Probing protein mechanics: residue-level properties and their use in defining domains

Abstract

It is becoming clear that, in addition to structural properties, the mechanical properties of proteins can play an important role in their biological activity. It nevertheless remains difficult to probe these properties experimentally. Whereas single-molecule experiments give access to overall mechanical behavior, notably the impact of end-to-end stretching, it is currently impossible to directly obtain data on more local properties. We propose a theoretical method for probing the mechanical properties of protein structures at the single-amino acid level. This approach can be applied to both all-atom and simplified protein representations. The probing leads to force constants for local deformations and to deformation vectors indicating the paths of least mechanical resistance.
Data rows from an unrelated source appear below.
//! Responder - runs when invoked as `treesync serve`
//!
//! Accepts connections forever, one task per connection. The only state
//! shared between sessions is the directory lock table.

use std::net::SocketAddr;
use std::sync::Arc;
use std::time::Duration;

use tokio::net::{TcpListener, TcpStream};
use tracing::{info, info_span, warn, Instrument};

use crate::config::SyncConfig;
use crate::error::{Result, SyncError};
use crate::protocol::channel::FramedChannel;
use crate::sync::client::expand_tilde;
use crate::sync::lock::DirectoryLockTable;
use crate::sync::session::Session;
use crate::transport;

/// Pause after a failed accept (e.g. out of file descriptors).
const ACCEPT_BACKOFF: Duration = Duration::from_millis(100);

pub struct Server {
    listener: TcpListener,
    config: Arc<SyncConfig>,
    locks: DirectoryLockTable,
}

impl Server {
    /// Bind `addr` and prepare the working root.
    pub async fn bind(addr: &str, mut config: SyncConfig) -> Result<Self> {
        config.validate()?;

        let root = expand_tilde(&config.root);
        tokio::fs::create_dir_all(&root)
            .await
            .map_err(|e| SyncError::io(&root, e))?;
        config.root = tokio::fs::canonicalize(&root)
            .await
            .map_err(|e| SyncError::io(&root, e))?;

        let listener = transport::listen(addr).await?;
        Ok(Self {
            listener,
            config: Arc::new(config),
            locks: DirectoryLockTable::new(),
        })
    }

    pub fn local_addr(&self) -> Result<SocketAddr> {
        self.listener
            .local_addr()
            .map_err(SyncError::Transport)
    }

    /// Handle to the lock table shared by this server's sessions.
    pub fn locks(&self) -> DirectoryLockTable {
        self.locks.clone()
    }

    pub fn config(&self) -> &SyncConfig {
        &self.config
    }

    /// Accept loop. Only returns if the listener itself is unusable.
    pub async fn run(self) -> Result<()> {
        info!(
            addr = %self.local_addr()?,
            root = %self.config.root.display(),
            "listening"
        );

        loop {
            let (stream, peer) = match self.listener.accept().await {
                Ok(conn) => conn,
                Err(e) => {
                    warn!("Failed to accept connection: {}", e);
                    tokio::time::sleep(ACCEPT_BACKOFF).await;
                    continue;
                }
            };

            let config = Arc::clone(&self.config);
            let locks = self.locks.clone();
            tokio::spawn(
                serve_connection(stream, config, locks).instrument(info_span!("session", %peer)),
            );
        }
    }
}

async fn serve_connection(stream: TcpStream, config: Arc<SyncConfig>, locks: DirectoryLockTable) {
    if let Err(e) = stream.set_nodelay(true) {
        warn!("Failed to set TCP_NODELAY: {}", e);
    }
    info!("accepted connection");

    let channel = FramedChannel::from_stream(stream, &config);
    match Session::responder(locks, Arc::clone(&config)).run(channel).await {
        Ok(report) => info!(outcome = ?report.outcome, "connection closed"),
        Err(e) => warn!("Session failed: {}", e),
    }
}

#[cfg(test)]
mod tests {
    use super::*;

    #[tokio::test]
    async fn test_bind_creates_root() {
        let tmp = tempfile::TempDir::new().unwrap();
        let root = tmp.path().join("srv/data");
        let server = Server::bind(
            "127.0.0.1:0",
            SyncConfig {
                root: root.clone(),
                ..SyncConfig::default()
            },
        )
        .await
        .unwrap();

        assert!(root.is_dir());
        assert!(server.config().root.is_absolute());
        assert_ne!(server.local_addr().unwrap().port(), 0);
        assert!(server.locks().is_empty());
    }

    #[tokio::test]
    async fn test_bind_rejects_invalid_config() {
        let tmp = tempfile::TempDir::new().unwrap();
        let err = Server::bind(
            "127.0.0.1:0",
            SyncConfig {
                root: tmp.path().to_path_buf(),
                write_timeout_secs: 0,
                ..SyncConfig::default()
            },
        )
        .await
        .err()
        .unwrap();
        assert!(matches!(err, SyncError::Config(_)));
    }
}
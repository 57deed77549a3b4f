//! Integration tests for the `treesync` binary surface.

use std::fs;
use std::process::Command;
use tempfile::TempDir;

fn treesync_bin() -> String {
    env!("CARGO_BIN_EXE_treesync").to_string()
}

fn free_port() -> u16 {
    let listener = std::net::TcpListener::bind("127.0.0.1:0").unwrap();
    listener.local_addr().unwrap().port()
}

#[test]
fn test_help_lists_subcommands() {
    let output = Command::new(treesync_bin()).arg("--help").output().unwrap();
    assert!(output.status.success());

    let stdout = String::from_utf8_lossy(&output.stdout);
    assert!(stdout.contains("serve"));
    assert!(stdout.contains("sync"));
}

#[test]
fn test_sync_to_closed_port_fails() {
    let dir = TempDir::new().unwrap();
    let output = Command::new(treesync_bin())
        .args([
            "sync",
            "127.0.0.1",
            &free_port().to_string(),
            "alice",
            dir.path().to_str().unwrap(),
        ])
        .output()
        .unwrap();

    assert!(!output.status.success());
    let stderr = String::from_utf8_lossy(&output.stderr);
    assert!(stderr.contains("failed to connect"), "stderr: {}", stderr);
}

#[test]
fn test_missing_config_file_fails() {
    let dir = TempDir::new().unwrap();
    let output = Command::new(treesync_bin())
        .args([
            "--config",
            dir.path().join("absent.toml").to_str().unwrap(),
            "serve",
            "--port",
            "0",
        ])
        .output()
        .unwrap();

    assert!(!output.status.success());
    let stderr = String::from_utf8_lossy(&output.stderr);
    assert!(stderr.contains("absent.toml"), "stderr: {}", stderr);
}

#[test]
fn test_zero_timeout_rejected() {
    let dir = TempDir::new().unwrap();
    fs::write(dir.path().join("treesync.toml"), "read_timeout_secs = 0\n").unwrap();

    let output = Command::new(treesync_bin())
        .args([
            "--config",
            dir.path().join("treesync.toml").to_str().unwrap(),
            "serve",
            "--port",
            "0",
        ])
        .output()
        .unwrap();

    assert!(!output.status.success());
    let stderr = String::from_utf8_lossy(&output.stderr);
    assert!(stderr.contains("read_timeout_secs"), "stderr: {}", stderr);
}
impl Session {
    /// Session that logs in as `username` and synchronizes `tree`.
    pub fn initiator(tree: LocalTree, username: impl Into<String>, config: Arc<SyncConfig>) -> Self {
        Self {
            role: Role::Initiator,
            state: SessionState::Idle,
            config,
            tree: Some(tree),
            username: username.into(),
            locks: None,
            lease: None,
            report: SessionReport::new(),
        }
    }

    /// Session that waits for a Login and serves `{username}-{directory}`
    /// under `config.root`.
    pub fn responder(locks: DirectoryLockTable, config: Arc<SyncConfig>) -> Self {
        Self {
            role: Role::Responder,
            state: SessionState::Idle,
            config,
            tree: None,
            username: String::new(),
            locks: Some(locks),
            lease: None,
            report: SessionReport::new(),
        }
    }

    /// Run the session to its end. The connection is closed on return.
    pub async fn run<R, W>(self, channel: FramedChannel<R, W>) -> Result<SessionReport>
    where
        R: AsyncRead + Unpin + Send,
        W: AsyncWrite + Unpin + Send + 'static,
    {
        let span = info_span!("sync", role = self.role.as_str());
        self.run_inner(channel).instrument(span).await
    }

    async fn run_inner<R, W>(mut self, channel: FramedChannel<R, W>) -> Result<SessionReport>
    where
        R: AsyncRead + Unpin + Send,
        W: AsyncWrite + Unpin + Send + 'static,
    {
        let (mut reader, writer) = channel.into_parts();
        let (tx, rx) = mpsc::unbounded_channel();
        let mut writer_task = tokio::spawn(writer.drain(rx).in_current_span());

        let mut writer_done = false;
        let result = tokio::select! {
            res = self.drive(&mut reader, &tx) => res,
            joined = &mut writer_task => {
                writer_done = true;
                match joined {
                    Ok(Ok(())) => Err(ProtocolError::WriterClosed.into()),
                    Ok(Err(e)) => Err(e),
                    Err(e) => Err(e.into()),
                }
            }
        };
        drop(tx);

        let outcome = match result {
            Ok(outcome) => outcome,
            Err(e) => {
                if !writer_done {
                    writer_task.abort();
                }
                self.lease.take();
                self.state = SessionState::Terminated;
                return Err(e);
            }
        };

        // Everything queued is flushed before the connection closes
        writer_task.await??;
        self.lease.take();

        self.report.outcome = outcome;
        let r = &self.report;
        info!(
            outcome = ?r.outcome,
            files_sent = r.files_sent,
            bytes_sent = r.bytes_sent,
            files_received = r.files_received,
            bytes_received = r.bytes_received,
            requests_sent = r.requests_sent,
            "session finished"
        );
        Ok(self.report)
    }

    async fn drive<R>(&mut self, reader: &mut FrameReader<R>, tx: &Outbox) -> Result<SessionOutcome>
    where
        R: AsyncRead + Unpin + Send,
    {
        if self.role == Role::Initiator {
            self.start_login(reader, tx).await?;
        }

        loop {
            let Some(packet) = reader.receive().await? else {
                info!(state = self.state.as_str(), "peer closed the connection");
                self.state = SessionState::Terminated;
                return Ok(SessionOutcome::PeerClosed);
            };

            let finished = match packet {
                Packet::Login(login) => self.on_login(login, reader, tx).await?,
                Packet::RequestFile(request) => {
                    self.on_request(request, tx).await?;
                    None
                }
                Packet::SendFile(send) => {
                    self.on_send_file(send).await?;
                    None
                }
                Packet::Logout(logout) => Some(self.on_logout(logout, tx)?),
            };

            if let Some(outcome) = finished {
                return Ok(outcome);
            }
        }
    }

    fn unexpected(&self, packet: &'static str) -> ProtocolError {
        ProtocolError::Unexpected {
            packet,
            state: self.state.as_str(),
        }
    }

    fn open_tree(&self, packet: &'static str) -> Result<&LocalTree> {
        match (&self.tree, self.state) {
            (Some(tree), SessionState::LoginExchanged)
            | (Some(tree), SessionState::Reconciling)
            | (Some(tree), SessionState::LogoutPending) => Ok(tree),
            _ => Err(self.unexpected(packet).into()),
        }
    }

    async fn start_login<R>(&mut self, reader: &mut FrameReader<R>, tx: &Outbox) -> Result<()>
    where
        R: AsyncRead + Unpin + Send,
    {
        let tree = self.open_tree_idle()?;
        let directory_name = tree
            .root()
            .file_name()
            .and_then(|name| name.to_str())
            .ok_or_else(|| ProtocolError::InvalidName {
                field: "directory name",
                value: tree.root().display().to_string(),
            })?
            .to_string();

        reader.stage_into(tree.staging());
        let files = tree.list().await?;
        info!(
            username = %self.username,
            directory = %directory_name,
            entries = files.len(),
            "logging in"
        );

        queue(
            tx,
            Packet::Login(Login {
                username: self.username.clone(),
                directory_name,
                files,
            }),
        )?;
        self.state = SessionState::LoginExchanged;
        Ok(())
    }

    fn open_tree_idle(&self) -> Result<&LocalTree> {
        match (&self.tree, self.state) {
            (Some(tree), SessionState::Idle) => Ok(tree),
            _ => Err(self.unexpected("Login").into()),
        }
    }

    async fn on_login<R>(
        &mut self,
        login: Login,
        reader: &mut FrameReader<R>,
        tx: &Outbox,
    ) -> Result<Option<SessionOutcome>>
    where
        R: AsyncRead + Unpin + Send,
    {
        let locks = match (&self.locks, self.role, self.state) {
            (Some(locks), Role::Responder, SessionState::Idle) => locks.clone(),
            _ => return Err(self.unexpected("Login").into()),
        };
        validate_name("username", &login.username)?;
        validate_name("directory name", &login.directory_name)?;

        let root = normalize_path(
            &self
                .config
                .root
                .join(format!("{}-{}", login.username, login.directory_name)),
        );

        let Some(lease) = locks.try_acquire(&root) else {
            info!(
                username = %login.username,
                directory = %login.directory_name,
                "directory busy, rejecting login"
            );
            queue(tx, Packet::Logout(Logout::busy()))?;
            self.state = SessionState::Terminated;
            return Ok(Some(SessionOutcome::Busy));
        };
        self.lease = Some(lease);
        self.username = login.username.clone();
        self.state = SessionState::LoginExchanged;
        info!(
            username = %login.username,
            directory = %login.directory_name,
            entries = login.files.len(),
            root = %root.display(),
            "login accepted"
        );

        let tree = LocalTree::new(root);
        tree.ensure_root().await?;
        reader.stage_into(tree.staging());
        let local = tree.list().await?;
        self.tree = Some(tree);
        self.state = SessionState::Reconciling;

        let plan = reconcile(
            &local,
            &login.files,
            now_timestamp(),
            self.config.recency_window(),
        );
        debug!(
            pull = plan.pull.len(),
            push = plan.push.len(),
            "reconciled listings"
        );

        for path in plan.pull {
            debug!(%path, "requesting");
            queue(tx, Packet::RequestFile(RequestFile { path }))?;
            self.report.requests_sent += 1;
        }

        let mut by_path: HashMap<String, FileEntry> =
            local.into_iter().map(|e| (e.path.clone(), e)).collect();
        for path in plan.push {
            let Some(entry) = by_path.remove(&path) else {
                continue;
            };
            self.push(entry, tx)?;
        }

        queue(tx, Packet::Logout(Logout::request()))?;
        self.state = SessionState::LogoutPending;
        Ok(None)
    }

    fn push(&mut self, entry: FileEntry, tx: &Outbox) -> Result<()> {
        debug!(
            path = %entry.path,
            is_dir = entry.is_dir,
            size = entry.size,
            modified = %format_timestamp(entry.last_modified),
            "sending"
        );
        self.report.files_sent += 1;
        self.report.bytes_sent += u64::from(entry.size);
        queue(tx, Packet::SendFile(SendFile { entry }))
    }

    async fn on_request(&mut self, request: RequestFile, tx: &Outbox) -> Result<()> {
        let tree = self.open_tree("RequestFile")?;
        let Some(entry) = tree.entry(&request.path).await? else {
            warn!(path = %request.path, "requested entry no longer exists, skipping");
            return Ok(());
        };
        if self.state == SessionState::LoginExchanged {
            self.state = SessionState::Reconciling;
        }
        self.push(entry, tx)
    }

    async fn on_send_file(&mut self, send: SendFile) -> Result<()> {
        let tree = self.open_tree("SendFile")?;
        let entry = send.entry;
        let (path, size) = (entry.path.clone(), entry.size);
        tree.apply(entry).await?;
        debug!(%path, size, "received");

        self.report.files_received += 1;
        self.report.bytes_received += u64::from(size);
        if self.state == SessionState::LoginExchanged {
            self.state = SessionState::Reconciling;
        }
        Ok(())
    }

    fn on_logout(&mut self, logout: Logout, tx: &Outbox) -> Result<SessionOutcome> {
        let before_login = self.role == Role::Responder && self.state == SessionState::Idle;
        if before_login || self.state == SessionState::Terminated {
            return Err(self.unexpected("Logout").into());
        }
        self.state = SessionState::Terminated;

        if logout.is_reply {
            self.lease.take();
            info!("logout complete");
            return Ok(SessionOutcome::Completed);
        }
        if logout.is_busy {
            warn!("peer is busy synchronizing this directory");
            return Ok(SessionOutcome::Busy);
        }

        queue(tx, Packet::Logout(Logout::reply()))?;
        self.lease.take();
        info!("logout complete");
        Ok(SessionOutcome::Completed)
    }
}
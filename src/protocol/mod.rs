//! Wire protocol for treesync.
//!
//! Every frame is a one-byte type ID followed by a type-specific body.
//!
//! # Layers
//!
//! ```text
//! codec    primitives (bool, u8 length, u32 BE, raw string) + deadline-bounded I/O
//! packet   Login / RequestFile / SendFile / Logout bodies
//! channel  type-ID header, dispatch to the matching decoder
//! ```

pub mod channel;
pub mod codec;
pub mod packet;

pub use channel::{FrameReader, FrameWriter, FramedChannel};
pub use codec::{WireReader, WireWriter};
pub use packet::{Login, Logout, Packet, PacketType, RequestFile, SendFile, CHUNK_SIZE};
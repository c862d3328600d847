use crate::{common::FftNum, FftDirection};
use num_complex::Complex;

/// Computes `exp(-2πi·index/fft_len)` for forward FFTs, or its conjugate for inverse FFTs.
///
/// The angle is reduced to the first octant before calling into trig functions, so the quarter
/// and half turns land exactly on `±i` and `-1`.
pub fn compute_twiddle<T: FftNum>(
    index: usize,
    fft_len: usize,
    direction: FftDirection,
) -> Complex<T> {
    let (re, im) = unit_circle_point(index % fft_len, fft_len);
    let result = Complex {
        re: T::from_f64_lossy(re),
        im: T::from_f64_lossy(-im),
    };

    match direction {
        FftDirection::Forward => result,
        FftDirection::Inverse => result.conj(),
    }
}

// returns (cos, sin) of 2π·index/len, for index < len
fn unit_circle_point(index: usize, len: usize) -> (f64, f64) {
    // work in units of len/8, so that every octant boundary is an integer multiple of len
    let scaled = index as u128 * 8;
    let len = len as u128;
    let octant = scaled / len;
    let remainder = scaled % len;

    // position inside the octant, in [0, 1)
    let offset = remainder as f64 / len as f64;
    let angle = |units: f64| units * std::f64::consts::FRAC_PI_4;

    match octant {
        0 => (angle(offset).cos(), angle(offset).sin()),
        1 => (angle(1.0 - offset).sin(), angle(1.0 - offset).cos()),
        2 => (-angle(offset).sin(), angle(offset).cos()),
        3 => (-angle(1.0 - offset).cos(), angle(1.0 - offset).sin()),
        4 => (-angle(offset).cos(), -angle(offset).sin()),
        5 => (-angle(1.0 - offset).sin(), -angle(1.0 - offset).cos()),
        6 => (angle(offset).sin(), -angle(offset).cos()),
        _ => (angle(1.0 - offset).cos(), -angle(1.0 - offset).sin()),
    }
}

pub fn generate_twiddle_factors<T: FftNum>(
    fft_len: usize,
    direction: FftDirection,
) -> Vec<Complex<T>> {
    (0..fft_len)
        .map(|i| compute_twiddle(i, fft_len, direction))
        .collect()
}

#[inline(always)]
pub fn rotate_90<T: FftNum>(value: Complex<T>, direction: FftDirection) -> Complex<T> {
    match direction {
        FftDirection::Forward => Complex {
            re: value.im,
            im: -value.re,
        },
        FftDirection::Inverse => Complex {
            re: -value.im,
            im: value.re,
        },
    }
}

#[cfg(test)]
mod unit_tests {
    use super::*;
    use crate::test_utils::compare_vectors;

    #[test]
    fn test_generate() {
        //test the length-0 case
        let zero_twiddles: Vec<Complex<f64>> = generate_twiddle_factors(0, FftDirection::Forward);
        assert_eq!(0, zero_twiddles.len());

        let constant = -2f64 * std::f64::consts::PI;

        for len in 1..40 {
            let actual: Vec<Complex<f64>> = generate_twiddle_factors(len, FftDirection::Forward);
            let expected: Vec<Complex<f64>> = (0..len)
                .map(|i| Complex::from_polar(1f64, constant * i as f64 / len as f64))
                .collect();

            assert!(compare_vectors(&actual, &expected), "len = {}", len)
        }

        //for each len, verify that each element in the inverse is the conjugate of the non-inverse
        for len in 1..40 {
            let twiddles: Vec<Complex<f64>> = generate_twiddle_factors(len, FftDirection::Forward);
            let mut twiddles_inverse: Vec<Complex<f64>> =
                generate_twiddle_factors(len, FftDirection::Inverse);

            for value in twiddles_inverse.iter_mut() {
                *value = value.conj();
            }

            assert_eq!(twiddles, twiddles_inverse, "len = {}", len);
        }
    }

    #[test]
    fn test_twiddle_symmetry() {
        for len in (4..=256).step_by(4) {
            let twiddles: Vec<Complex<f64>> = generate_twiddle_factors(len, FftDirection::Forward);

            assert_eq!(twiddles[0], Complex::new(1.0, 0.0), "len = {}", len);
            assert_eq!(twiddles[len / 4], Complex::new(0.0, -1.0), "len = {}", len);
            assert_eq!(twiddles[len / 2], Complex::new(-1.0, 0.0), "len = {}", len);
            assert_eq!(twiddles[3 * len / 4], Complex::new(0.0, 1.0), "len = {}", len);
        }
    }

    #[test]
    fn test_compute_twiddle_wraps_index() {
        let wrapped: Complex<f64> = compute_twiddle(13, 5, FftDirection::Forward);
        let direct: Complex<f64> = compute_twiddle(3, 5, FftDirection::Forward);
        assert_eq!(wrapped, direct);
    }

    #[test]
    fn test_rotate() {
        // rotating by 90 degrees in the forward direction is the same as multiplying by -i
        let value = Complex::new(3.0f64, 5.0);
        assert_eq!(
            rotate_90(value, FftDirection::Forward),
            value * Complex::new(0.0, -1.0)
        );
        assert_eq!(
            rotate_90(value, FftDirection::Inverse),
            value * Complex::new(0.0, 1.0)
        );
    }
}
mod bluesteins_algorithm;
mod dft;
mod raders_algorithm;
mod radix4;
mod radixn;

/// Hardcoded size-specific FFT algorithms
pub mod butterflies;

pub use self::bluesteins_algorithm::BluesteinsAlgorithm;
pub use self::dft::Dft;
pub use self::raders_algorithm::RadersAlgorithm;
pub use self::radix4::Radix4;
pub use self::radixn::RadixN;

pub use crate::common::RadixFactor;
It also reveals the mechanical coupling that exists between residues. Results obtained for a variety of proteins show that the calculated force constants vary over a wide range. An analysis of the induced deformations provides information that is distinct from that obtained with measures of atomic fluctuations and is more easily linked to residue-level properties than normal mode analyses or dynamic trajectories. It is also shown that the mechanical information obtained by residue-level probing opens a new route for defining so-called dynamical domains within protein structures.

FIGURE 1

Force constant histogram for the residues of an (Ala)₁₃ α-helix. The inserted schematic graphics show movements of the Cα backbone after an imposed restraint D_i = 0.2 Å on the central residue and on a residue close to the C-terminal. For visibility, the length of the displacement vectors has been increased by an order of magnitude.

FIGURE 2

Force constant histogram for the residues of SNase calculated using an all-atom representation. Secondary structures are indicated along the abscissa as gray bars for β-sheets and black bars for α-helices. The bold line shows the force constants calculated using the coarse-grained model. The fine line shows the inverse square fluctuations calculated with the coarse-grained model (fitted using a proportionality constant and then shifted up the ordinate by 4 nN Å⁻¹ for clarity).

FIGURE 3

Response of SNase to imposed restraints: (a) a colored backbone representation of the calculated force constants. The blue→green→red scale corresponds to increasing values. (b) Movement of the restrained Cα atoms for D_i = 0.2 Å. For visibility, the length of the movement vectors has been increased by an order of magnitude. The images in figures 3, 5, 6, and 7 were prepared using VMD (Humphrey et al., 1996).

FIGURE 4

Number of domains detected as a function of the threshold value T (Å). The curves shown from bottom to top correspond respectively to catenin, cadherin, the D-ribose binding protein (open), the cadherin dimer, and pepsin. The arrow on the abscissa shows the chosen threshold of 0.35 Å.

FIGURE 5

(a) Mechanical domain structure derived for SNase. The secondary-structure cartoon representation shows four domains colored respectively in blue, red, yellow, and purple. (b) An exploded CPK view of the protein domains (colored as in a) showing the residues with the highest force constants in green.

FIGURE 6

Mechanical domain structures of a variety of proteins: (a) calmodulin, (b) γB-crystallin, (c) guanylate kinase, (d) cadherin, (e) LAO, (f) α-catenin, (g) D-ribose binding protein (open), (h) D-ribose binding protein (closed), (i) pepsin, and (j) cadherin dimer. Only the protein backbones are shown.

FIGURE 7

Exploded CPK views showing that the residues associated with the highest force constants (in green) are principally found at the interface regions between mechanical domains: (a) calmodulin, (b) γB-crystallin, (c) guanylate kinase, (d) cadherin, (e) LAO, (f) α-catenin, (g) D-ribose binding protein (open), (h) D-ribose binding protein (closed), (i) pepsin, and (j) cadherin dimer. The domain colors are the same as in Fig. 6.